Culpeper, VA | Feb 6 - 7, 1864
The Battle of Morton’s Ford, though it was really more of a large skirmish, was the brainchild of General Benjamin Butler of Massachusetts, a man not exactly known for his strategic insight. During the winter of 1864, Butler became convinced that General Robert E. Lee had sent away a large portion of the Army of Northern Virginia to reinforce North Carolina, leaving the Confederate Capital of Richmond open for taking. To do this, he devised a plan to send a few brigades across the Rapidan River at Morton’s Ford and attract the attention of the remaining Confederates, while the main army advanced on Richmond. Despite some objections from his colleagues, particularly John Sedgwick, Butler’s plan had the backing of the Lincoln Administration, and so they were ignored.

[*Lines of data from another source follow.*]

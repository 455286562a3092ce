/**
 * Analytics Routes
 * Event tracking and the admin dashboard rollups
 */
use axum::extract::State;
use chrono::{DateTime, NaiveDate, Utc};
use serde::Deserialize;
use validator::Validate;

use crate::auth::AdminUser;
use crate::client_info::ClientInfo;
use crate::db::models::{AnalyticsEvent, DashboardStats, EventType, NewEvent};
use crate::error::{AppError, Result};
use crate::response::{ApiResponse, Pagination};
use crate::state::AppState;
use crate::store::{EventFilter, PageRequest};
use crate::validation::{
    empty_string_as_none, parse_checked, parse_optional, Payload,
    ValidatedJson, ValidatedQuery,
};

const DEFAULT_LIMIT: u32 = 100;
const RECENT_DAYS: i64 = 7;
const TOP_RESOURCES: usize = 5;

/// Request body for POST /analytics/track
#[derive(Debug, Deserialize, Validate)]
#[serde(rename_all = "camelCase")]
pub struct TrackRequest {
    #[serde(rename = "type", default)]
    #[validate(custom(function = "crate::validation::event_type"))]
    pub event_type: String,

    #[serde(default, deserialize_with = "empty_string_as_none")]
    #[validate(custom(function = "crate::validation::resource_id"))]
    pub resource_id: Option<String>,

    #[serde(default, deserialize_with = "empty_string_as_none")]
    #[validate(length(max = 100, message = "Country must be under 100 characters"))]
    pub country: Option<String>,

    #[serde(default, deserialize_with = "empty_string_as_none")]
    #[validate(length(max = 100, message = "City must be under 100 characters"))]
    pub city: Option<String>,
}

impl Payload for TrackRequest {}

/// Query parameters for GET /analytics
#[derive(Debug, Deserialize, Validate)]
#[serde(rename_all = "camelCase")]
pub struct EventQuery {
    #[serde(default, deserialize_with = "parse_optional")]
    #[validate(range(min = 1, max = 1000, message = "Page must be 1-1000"))]
    pub page: Option<u32>,

    #[serde(default, deserialize_with = "parse_optional")]
    #[validate(range(min = 1, max = 1000, message = "Limit must be 1-1000"))]
    pub limit: Option<u32>,

    #[serde(rename = "type", default, deserialize_with = "empty_string_as_none")]
    #[validate(custom(function = "crate::validation::event_type"))]
    pub event_type: Option<String>,

    #[serde(default, deserialize_with = "empty_string_as_none")]
    pub start_date: Option<String>,

    #[serde(default, deserialize_with = "empty_string_as_none")]
    pub end_date: Option<String>,
}

/// RFC 3339 timestamp, or a calendar date taken as its first (or last) instant.
fn parse_date(raw: &str, end_of_day: bool) -> Result<DateTime<Utc>> {
    if let Ok(ts) = DateTime::parse_from_rfc3339(raw) {
        return Ok(ts.with_timezone(&Utc));
    }
    let date = NaiveDate::parse_from_str(raw, "%Y-%m-%d")
        .map_err(|_| AppError::validation(format!("Invalid date '{}'", raw)))?;
    let time = if end_of_day {
        date.and_hms_milli_opt(23, 59, 59, 999)
    } else {
        date.and_hms_opt(0, 0, 0)
    };
    time.map(|t| t.and_utc())
        .ok_or_else(|| AppError::validation(format!("Invalid date '{}'", raw)))
}

/// Append one view event. A failure is logged and never reaches the caller.
pub async fn record_view(
    state: &AppState,
    event_type: EventType,
    resource_id: &str,
    client: ClientInfo,
) {
    let event = NewEvent {
        event_type: Some(event_type),
        resource_id: Some(resource_id.to_string()),
        user_agent: client.user_agent,
        ip: Some(client.ip),
        referrer: client.referrer,
        ..Default::default()
    };
    if let Err(e) = state.store.record_event(event).await {
        tracing::warn!(resource_id = %resource_id, error = %e, "failed to record view event");
    }
}

/// POST /analytics/track
pub async fn track(
    State(state): State<AppState>,
    client: ClientInfo,
    ValidatedJson(body): ValidatedJson<TrackRequest>,
) -> Result<ApiResponse<AnalyticsEvent>> {
    let event = state
        .store
        .record_event(NewEvent {
            event_type: Some(parse_checked(&body.event_type)?),
            resource_id: body.resource_id,
            user_agent: client.user_agent,
            ip: Some(client.ip),
            country: body.country,
            city: body.city,
            referrer: client.referrer,
        })
        .await?;
    Ok(ApiResponse::created("Event tracked successfully", event))
}

/// GET /analytics - Raw events, newest first
pub async fn list_events(
    State(state): State<AppState>,
    _admin: AdminUser,
    ValidatedQuery(query): ValidatedQuery<EventQuery>,
) -> Result<ApiResponse<Vec<AnalyticsEvent>>> {
    let filter = EventFilter {
        event_type: query.event_type.as_deref().map(parse_checked).transpose()?,
        start: query
            .start_date
            .as_deref()
            .map(|d| parse_date(d, false))
            .transpose()?,
        end: query
            .end_date
            .as_deref()
            .map(|d| parse_date(d, true))
            .transpose()?,
    };
    let page = PageRequest::new(
        query.page.unwrap_or(1),
        query.limit.unwrap_or(DEFAULT_LIMIT),
    );

    let (events, total) = state.store.list_events(&filter, page).await?;
    Ok(ApiResponse::paginated(
        "Analytics retrieved successfully",
        events,
        Pagination::new(page.page, page.limit, total),
    ))
}

/// GET /analytics/dashboard
pub async fn dashboard(
    State(state): State<AppState>,
    _admin: AdminUser,
) -> Result<ApiResponse<DashboardStats>> {
    let since = Utc::now() - chrono::Duration::days(RECENT_DAYS);
    let stats = state.store.dashboard(since, TOP_RESOURCES).await?;
    Ok(ApiResponse::ok("Dashboard stats retrieved successfully", stats))
}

On the morning of February 6, 1864, the first Union troops under John C. Caldwell’s command crossed the Rapidan. Despite the freezing conditions, at least one brigade under Alexander Hays and 300 skirmishers from the II Corps made it successfully across with limited casualties and captured 30 of the 80 Confederate soldiers guarding the ford. By 1:00, at least four brigades had managed to cross the river and had actually managed to catch the Confederates by surprise, as many were still in their camps, and had left their artillery batteries exposed to Union fire. Unfortunately, the commanding officer of the Morton sector, General Richard Ewell, was less than three miles away, and immediately gathered his men to reinforce his defenses. Ewell’s men manned the ridge and pinned down the Union brigades between the banks of the Rapidan. This created a stalemate for the next few hours, and though Hays made an assault on the Confederate line, he was repulsed and began the retreat as darkness fell.
Ultimately, Butler had badly misjudged both the number of men Lee had at his disposal and the feasibility of a flanking maneuver in such terrible winter conditions. Lee himself dismissed concerns about the attack, writing it off as a Union probe on Confederate weaknesses. The fighting would not flare up again until the beginning of Grant’s Overland Campaign.